## What is expected
Wherever the word "Result" appears in a line of the data, that line should be copied.

====== Dataset extract

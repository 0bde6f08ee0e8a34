//! HostFileSink - appends each message to its host's log file

use std::fs::OpenOptions;
use std::io::Write;
use std::path::PathBuf;

use contracts::{DataSink, LogMessage, OutputConfig, RecordFormat};
use tracing::trace;

use crate::error::DispatchError;
use crate::path;
use crate::record;

/// Sink that routes each message to `<log_folder with hostname>/syslog.log`
///
/// The file is opened in append mode for every record and closed right
/// after, so external rotation needs no signal.
#[derive(Debug, Clone)]
pub struct HostFileSink {
    name: String,
    template: String,
    format: RecordFormat,
}

impl HostFileSink {
    /// Create a sink writing below `template`
    pub fn new(name: impl Into<String>, template: impl Into<String>, format: RecordFormat) -> Self {
        Self {
            name: name.into(),
            template: template.into(),
            format,
        }
    }

    /// Create from the `log_folder` template and output settings
    pub fn from_config(template: &str, output: &OutputConfig) -> Self {
        Self::new("host_file", template, output.record_format)
    }
}

impl DataSink for HostFileSink {
    type Error = DispatchError;

    fn name(&self) -> &str {
        &self.name
    }

    async fn write(&mut self, message: &LogMessage) -> Result<PathBuf, DispatchError> {
        let hostname = message.hostname();
        let path = path::resolve(&self.template, hostname)?;
        let line = record::render(message, self.format)?;

        let mut file = OpenOptions::new()
            .create(true)
            .append(true)
            .open(&path)
            .map_err(|e| DispatchError::persist(hostname, &path, e))?;
        file.write_all(line.as_bytes())
            .map_err(|e| DispatchError::persist(hostname, &path, e))?;

        trace!(sink = %self.name, %hostname, path = %path.display(), "record appended");
        Ok(path)
    }
}
//! # Observability
//!
//! Tracing setup and Prometheus metrics for the collector.
//!
//! ## Features
//!
//! - Tracing initialization (JSON/Pretty/Compact)
//! - Prometheus metrics export
//! - Counters for the receive, queue and write paths
//!
//! ## Usage Example
//!
//! ```ignore
//! use observability::{init_with_config, ObservabilityConfig};
//!
//! init_with_config(ObservabilityConfig::default())?;
//! observability::record_datagram_received(bytes);
//! ```

pub mod metrics;

use anyhow::{Context, Result};
use metrics_exporter_prometheus::PrometheusBuilder;
use tracing_subscriber::{fmt, layer::SubscriberExt, util::SubscriberInitExt, EnvFilter};

// Re-exports
pub use crate::metrics::{
    record_datagram_received, record_message_dropped, record_message_queued,
    record_parse_failure, record_queue_depth, record_record_written, record_write_failure,
    record_write_latency_ms, RunningStats, StatsSummary,
};

/// Observability configuration
#[derive(Debug, Clone)]
pub struct ObservabilityConfig {
    /// Log format
    pub log_format: LogFormat,
    /// Prometheus port (None = disabled)
    pub metrics_port: Option<u16>,
    /// Default log level
    pub default_log_level: String,
}

impl Default for ObservabilityConfig {
    fn default() -> Self {
        Self {
            log_format: LogFormat::Json,
            metrics_port: Some(9000),
            default_log_level: "info".to_string(),
        }
    }
}

/// Log format
#[derive(Debug, Clone, Copy, Default)]
pub enum LogFormat {
    /// JSON structured logs
    #[default]
    Json,
    /// Human readable
    Pretty,
    /// Single line
    Compact,
}

/// Initialize with a custom configuration
pub fn init_with_config(config: ObservabilityConfig) -> Result<()> {
    let filter = EnvFilter::try_from_default_env()
        .unwrap_or_else(|_| EnvFilter::new(&config.default_log_level));

    match config.log_format {
        LogFormat::Json => {
            let fmt_layer = fmt::layer()
                .json()
                .with_target(true)
                .with_thread_ids(true)
                .with_file(true)
                .with_line_number(true);

            tracing_subscriber::registry()
                .with(filter)
                .with(fmt_layer)
                .try_init()
                .context("Failed to initialize tracing subscriber")?;
        }
        LogFormat::Pretty => {
            tracing_subscriber::registry()
                .with(filter)
                .with(fmt::layer().pretty())
                .try_init()
                .context("Failed to initialize tracing subscriber")?;
        }
        LogFormat::Compact => {
            tracing_subscriber::registry()
                .with(filter)
                .with(fmt::layer().compact())
                .try_init()
                .context("Failed to initialize tracing subscriber")?;
        }
    }

    if let Some(port) = config.metrics_port {
        init_metrics_only(port)?;
    }

    tracing::info!(
        log_format = ?config.log_format,
        metrics_port = ?config.metrics_port,
        "Observability initialized"
    );

    Ok(())
}

/// Install only the Prometheus recorder (tracing set up elsewhere)
pub fn init_metrics_only(port: u16) -> Result<()> {
    PrometheusBuilder::new()
        .with_http_listener(([0, 0, 0, 0], port))
        .install()
        .context("Failed to install Prometheus recorder")?;

    tracing::info!(port = port, "Prometheus metrics endpoint initialized");
    Ok(())
}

============

## Solution to this problem
    async fn write(&mut self, message: &LogMessage) -> Result<PathBuf, DispatchError> {
use anyhow::{Context, Result};
pub fn init_with_config(config: ObservabilityConfig) -> Result<()> {
pub fn init_metrics_only(port: u16) -> Result<()> {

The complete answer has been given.